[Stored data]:
════════

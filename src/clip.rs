use std::path::PathBuf;

use crate::{
    decode::{self, FrameDecoder},
    error::{FramecastError, FramecastResult},
    mixture::{MixtureArgs, MixtureMode},
    model::{ClipDraft, ClipType, EffectDescriptor},
    picture::{Picture, fit_dimensions},
};

/// Source payload of a clip.
pub enum ClipSource {
    Video { path: PathBuf },
    Photo { path: PathBuf },
    SolidColor { r: u16, g: u16, b: u16, alpha: Option<f32> },
}

impl std::fmt::Debug for ClipSource {
    fn fmt(&self, f: &mut std::fmt::Formatter<'_>) -> std::fmt::Result {
        match self {
            ClipSource::Video { path } => f.debug_struct("Video").field("path", path).finish(),
            ClipSource::Photo { path } => f.debug_struct("Photo").field("path", path).finish(),
            ClipSource::SolidColor { r, g, b, alpha } => f
                .debug_struct("SolidColor")
                .field("r", r)
                .field("g", g)
                .field("b", b)
                .field("alpha", alpha)
                .finish(),
        }
    }
}

enum ClipState {
    Uninitialized,
    Ready(ReadySource),
    Closed,
}

enum ReadySource {
    Decoder(Box<dyn FrameDecoder>),
    Still(Picture),
    Solid { r: u16, g: u16, b: u16, alpha: Option<f32> },
}

/// A placed clip: timeline span, layer, blend configuration and a bound
/// source.
///
/// Lifecycle: `Uninitialized -> re_init -> Ready -> get_frame* -> dispose`.
/// `get_frame` before `re_init` is a programming error and fails with
/// [`FramecastError::NotInitialized`].
pub struct ClipRecord {
    pub id: String,
    pub name: String,
    pub layer_index: u32,
    pub start_frame: u32,
    pub relative_start_frame: u32,
    pub duration: u32,
    pub frame_time: f32,
    pub mixture_mode: MixtureMode,
    pub mixture_args: MixtureArgs,
    pub effects: Vec<EffectDescriptor>,
    pub source: ClipSource,
    state: ClipState,
}

impl std::fmt::Debug for ClipRecord {
    fn fmt(&self, f: &mut std::fmt::Formatter<'_>) -> std::fmt::Result {
        f.debug_struct("ClipRecord")
            .field("id", &self.id)
            .field("layer_index", &self.layer_index)
            .field("start_frame", &self.start_frame)
            .field("duration", &self.duration)
            .field("source", &self.source)
            .finish()
    }
}

impl ClipRecord {
    pub fn from_draft(draft: &ClipDraft) -> FramecastResult<Self> {
        draft.validate()?;
        let source = match draft.clip_type {
            ClipType::Video => ClipSource::Video {
                path: PathBuf::from(draft.file_path.clone().unwrap_or_default()),
            },
            ClipType::Photo => ClipSource::Photo {
                path: PathBuf::from(draft.file_path.clone().unwrap_or_default()),
            },
            ClipType::SolidColor => ClipSource::SolidColor {
                r: draft.r.unwrap_or(0),
                g: draft.g.unwrap_or(0),
                b: draft.b.unwrap_or(0),
                alpha: draft.a,
            },
        };
        Ok(Self {
            id: draft.id.clone(),
            name: draft.name.clone(),
            layer_index: draft.layer_index,
            start_frame: draft.start_frame,
            relative_start_frame: draft.relative_start_frame,
            duration: draft.duration,
            frame_time: draft.frame_time,
            mixture_mode: draft.mixture_mode,
            mixture_args: MixtureArgs::from_json(draft.mixture_args.as_ref())?,
            effects: draft.effects.clone(),
            source,
            state: ClipState::Uninitialized,
        })
    }

    /// Direct constructor for programmatic timelines.
    pub fn new(id: impl Into<String>, layer_index: u32, start_frame: u32, duration: u32, source: ClipSource) -> Self {
        Self {
            id: id.into(),
            name: String::new(),
            layer_index,
            start_frame,
            relative_start_frame: 0,
            duration,
            frame_time: 0.0,
            mixture_mode: MixtureMode::Overlay,
            mixture_args: MixtureArgs::default(),
            effects: Vec::new(),
            source,
            state: ClipState::Uninitialized,
        }
    }

    pub fn with_mixture(mut self, mode: MixtureMode, args: MixtureArgs) -> Self {
        self.mixture_mode = mode;
        self.mixture_args = args;
        self
    }

    pub fn with_effects(mut self, effects: Vec<EffectDescriptor>) -> Self {
        self.effects = effects;
        self
    }

    pub fn is_ready(&self) -> bool {
        matches!(self.state, ClipState::Ready(_))
    }

    /// First frame index past the clip's span.
    pub fn end_frame(&self) -> u32 {
        self.start_frame.saturating_add(self.duration)
    }

    /// Bind the underlying source: open the decoder, load the image, or
    /// no-op for solid color. Re-entrant; call again after the source file
    /// changed to reload it.
    pub fn re_init(&mut self) -> FramecastResult<()> {
        let ready = match &self.source {
            ClipSource::Video { path } => ReadySource::Decoder(decode::open_source(path)?),
            ClipSource::Photo { path } => ReadySource::Still(Picture::open(path)?),
            ClipSource::SolidColor { r, g, b, alpha } => ReadySource::Solid {
                r: *r,
                g: *g,
                b: *b,
                alpha: *alpha,
            },
        };
        self.state = ClipState::Ready(ready);
        Ok(())
    }

    /// Release the bound source. `get_frame` fails until `re_init` is called
    /// again.
    pub fn dispose(&mut self) {
        self.state = ClipState::Closed;
    }

    /// Map an absolute timeline frame to a source-relative index.
    ///
    /// `Ok(None)` marks the frame exactly at `start + duration`: a rounding
    /// artifact downstream treats as a black filler, not an error.
    pub fn relative_frame_index(&self, target_frame: u32) -> FramecastResult<Option<u32>> {
        let offset = target_frame as i64 - self.start_frame as i64;
        if offset == self.duration as i64 {
            return Ok(None);
        }
        if offset < 0 || offset >= self.duration as i64 {
            return Err(FramecastError::out_of_range(format!(
                "frame #{target_frame} is not in clip [{}, {})",
                self.start_frame,
                self.end_frame()
            )));
        }
        let source = self.relative_start_frame as i64 + offset;
        u32::try_from(source)
            .map(Some)
            .map_err(|_| {
                FramecastError::out_of_range(format!(
                    "frame mapping overflow for frame #{target_frame}"
                ))
            })
    }

    /// Produce this clip's picture for an absolute timeline frame, scaled
    /// toward `target_width x target_height`.
    ///
    /// `force_resize` stretches to the exact target; otherwise the frame is
    /// fitted inside it preserving aspect. Solid color sources generate at
    /// the target size directly.
    pub fn get_frame(
        &self,
        target_frame: u32,
        target_width: u32,
        target_height: u32,
        force_resize: bool,
    ) -> FramecastResult<Picture> {
        let ready = match &self.state {
            ClipState::Ready(r) => r,
            ClipState::Uninitialized => {
                return Err(FramecastError::not_initialized(format!(
                    "clip '{}' used before re_init",
                    self.id
                )));
            }
            ClipState::Closed => {
                return Err(FramecastError::not_initialized(format!(
                    "clip '{}' used after dispose",
                    self.id
                )));
            }
        };

        let Some(source_index) = self.relative_frame_index(target_frame)? else {
            return Ok(Picture::black(target_width, target_height));
        };

        let frame = match ready {
            ReadySource::Solid { r, g, b, alpha } => {
                return Ok(Picture::solid(target_width, target_height, *r, *g, *b, *alpha));
            }
            ReadySource::Still(picture) => picture.clone(),
            ReadySource::Decoder(decoder) => decoder.get_frame(source_index)?,
        };

        if frame.width() == target_width && frame.height() == target_height {
            return Ok(frame);
        }
        if force_resize {
            frame.resize(target_width, target_height, true)
        } else {
            let (w, h) = fit_dimensions(frame.width(), frame.height(), target_width, target_height);
            frame.resize(w, h, true)
        }
    }
}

════════

[Work required]: All the entries above need to be repeated word for word.

[Result for this task]:
filename src/clip.rs
use std::path::PathBuf;

use crate::{
    decode::{self, FrameDecoder},
    error::{FramecastError, FramecastResult},
    mixture::{MixtureArgs, MixtureMode},
    model::{ClipDraft, ClipType, EffectDescriptor},
    picture::{Picture, fit_dimensions},
};

/// Source payload of a clip.
pub enum ClipSource {
    Video { path: PathBuf },
    Photo { path: PathBuf },
    SolidColor { r: u16, g: u16, b: u16, alpha: Option<f32> },
}

impl std::fmt::Debug for ClipSource {
    fn fmt(&self, f: &mut std::fmt::Formatter<'_>) -> std::fmt::Result {
        match self {
            ClipSource::Video { path } => f.debug_struct("Video").field("path", path).finish(),
            ClipSource::Photo { path } => f.debug_struct("Photo").field("path", path).finish(),
            ClipSource::SolidColor { r, g, b, alpha } => f
                .debug_struct("SolidColor")
                .field("r", r)
                .field("g", g)
                .field("b", b)
                .field("alpha", alpha)
                .finish(),
        }
    }
}

enum ClipState {
    Uninitialized,
    Ready(ReadySource),
    Closed,
}

enum ReadySource {
    Decoder(Box<dyn FrameDecoder>),
    Still(Picture),
    Solid { r: u16, g: u16, b: u16, alpha: Option<f32> },
}

/// A placed clip: timeline span, layer, blend configuration and a bound
/// source.
///
/// Lifecycle: `Uninitialized -> re_init -> Ready -> get_frame* -> dispose`.
/// `get_frame` before `re_init` is a programming error and fails with
/// [`FramecastError::NotInitialized`].
pub struct ClipRecord {
    pub id: String,
    pub name: String,
    pub layer_index: u32,
    pub start_frame: u32,
    pub relative_start_frame: u32,
    pub duration: u32,
    pub frame_time: f32,
    pub mixture_mode: MixtureMode,
    pub mixture_args: MixtureArgs,
    pub effects: Vec<EffectDescriptor>,
    pub source: ClipSource,
    state: ClipState,
}

impl std::fmt::Debug for ClipRecord {
    fn fmt(&self, f: &mut std::fmt::Formatter<'_>) -> std::fmt::Result {
        f.debug_struct("ClipRecord")
            .field("id", &self.id)
            .field("layer_index", &self.layer_index)
            .field("start_frame", &self.start_frame)
            .field("duration", &self.duration)
            .field("source", &self.source)
            .finish()
    }
}

impl ClipRecord {
    pub fn from_draft(draft: &ClipDraft) -> FramecastResult<Self> {
        draft.validate()?;
        let source = match draft.clip_type {
            ClipType::Video => ClipSource::Video {
                path: PathBuf::from(draft.file_path.clone().unwrap_or_default()),
            },
            ClipType::Photo => ClipSource::Photo {
                path: PathBuf::from(draft.file_path.clone().unwrap_or_default()),
            },
            ClipType::SolidColor => ClipSource::SolidColor {
                r: draft.r.unwrap_or(0),
                g: draft.g.unwrap_or(0),
                b: draft.b.unwrap_or(0),
                alpha: draft.a,
            },
        };
        Ok(Self {
            id: draft.id.clone(),
            name: draft.name.clone(),
            layer_index: draft.layer_index,
            start_frame: draft.start_frame,
            relative_start_frame: draft.relative_start_frame,
            duration: draft.duration,
            frame_time: draft.frame_time,
            mixture_mode: draft.mixture_mode,
            mixture_args: MixtureArgs::from_json(draft.mixture_args.as_ref())?,
            effects: draft.effects.clone(),
            source,
            state: ClipState::Uninitialized,
        })
    }

    /// Direct constructor for programmatic timelines.
    pub fn new(id: impl Into<String>, layer_index: u32, start_frame: u32, duration: u32, source: ClipSource) -> Self {
        Self {
            id: id.into(),
            name: String::new(),
            layer_index,
            start_frame,
            relative_start_frame: 0,
            duration,
            frame_time: 0.0,
            mixture_mode: MixtureMode::Overlay,
            mixture_args: MixtureArgs::default(),
            effects: Vec::new(),
            source,
            state: ClipState::Uninitialized,
        }
    }

    pub fn with_mixture(mut self, mode: MixtureMode, args: MixtureArgs) -> Self {
        self.mixture_mode = mode;
        self.mixture_args = args;
        self
    }

    pub fn with_effects(mut self, effects: Vec<EffectDescriptor>) -> Self {
        self.effects = effects;
        self
    }

    pub fn is_ready(&self) -> bool {
        matches!(self.state, ClipState::Ready(_))
    }

    /// First frame index past the clip's span.
    pub fn end_frame(&self) -> u32 {
        self.start_frame.saturating_add(self.duration)
    }

    /// Bind the underlying source: open the decoder, load the image, or
    /// no-op for solid color. Re-entrant; call again after the source file
    /// changed to reload it.
    pub fn re_init(&mut self) -> FramecastResult<()> {
        let ready = match &self.source {
            ClipSource::Video { path } => ReadySource::Decoder(decode::open_source(path)?),
            ClipSource::Photo { path } => ReadySource::Still(Picture::open(path)?),
            ClipSource::SolidColor { r, g, b, alpha } => ReadySource::Solid {
                r: *r,
                g: *g,
                b: *b,
                alpha: *alpha,
            },
        };
        self.state = ClipState::Ready(ready);
        Ok(())
    }

    /// Release the bound source. `get_frame` fails until `re_init` is called
    /// again.
    pub fn dispose(&mut self) {
        self.state = ClipState::Closed;
    }

    /// Map an absolute timeline frame to a source-relative index.
    ///
    /// `Ok(None)` marks the frame exactly at `start + duration`: a rounding
    /// artifact downstream treats as a black filler, not an error.
    pub fn relative_frame_index(&self, target_frame: u32) -> FramecastResult<Option<u32>> {
        let offset = target_frame as i64 - self.start_frame as i64;
        if offset == self.duration as i64 {
            return Ok(None);
        }
        if offset < 0 || offset >= self.duration as i64 {
            return Err(FramecastError::out_of_range(format!(
                "frame #{target_frame} is not in clip [{}, {})",
                self.start_frame,
                self.end_frame()
            )));
        }
        let source = self.relative_start_frame as i64 + offset;
        u32::try_from(source)
            .map(Some)
            .map_err(|_| {
                FramecastError::out_of_range(format!(
                    "frame mapping overflow for frame #{target_frame}"
                ))
            })
    }

    /// Produce this clip's picture for an absolute timeline frame, scaled
    /// toward `target_width x target_height`.
    ///
    /// `force_resize` stretches to the exact target; otherwise the frame is
    /// fitted inside it preserving aspect. Solid color sources generate at
    /// the target size directly.
    pub fn get_frame(
        &self,
        target_frame: u32,
        target_width: u32,
        target_height: u32,
        force_resize: bool,
    ) -> FramecastResult<Picture> {
        let ready = match &self.state {
            ClipState::Ready(r) => r,
            ClipState::Uninitialized => {
                return Err(FramecastError::not_initialized(format!(
                    "clip '{}' used before re_init",
                    self.id
                )));
            }
            ClipState::Closed => {
                return Err(FramecastError::not_initialized(format!(
                    "clip '{}' used after dispose",
                    self.id
                )));
            }
        };

        let Some(source_index) = self.relative_frame_index(target_frame)? else {
            return Ok(Picture::black(target_width, target_height));
        };

        let frame = match ready {
            ReadySource::Solid { r, g, b, alpha } => {
                return Ok(Picture::solid(target_width, target_height, *r, *g, *b, *alpha));
            }
            ReadySource::Still(picture) => picture.clone(),
            ReadySource::Decoder(decoder) => decoder.get_frame(source_index)?,
        };

        if frame.width() == target_width && frame.height() == target_height {
            return Ok(frame);
        }
        if force_resize {
            frame.resize(target_width, target_height, true)
        } else {
            let (w, h) = fit_dimensions(frame.width(), frame.height(), target_width, target_height);
            frame.resize(w, h, true)
        }
    }
}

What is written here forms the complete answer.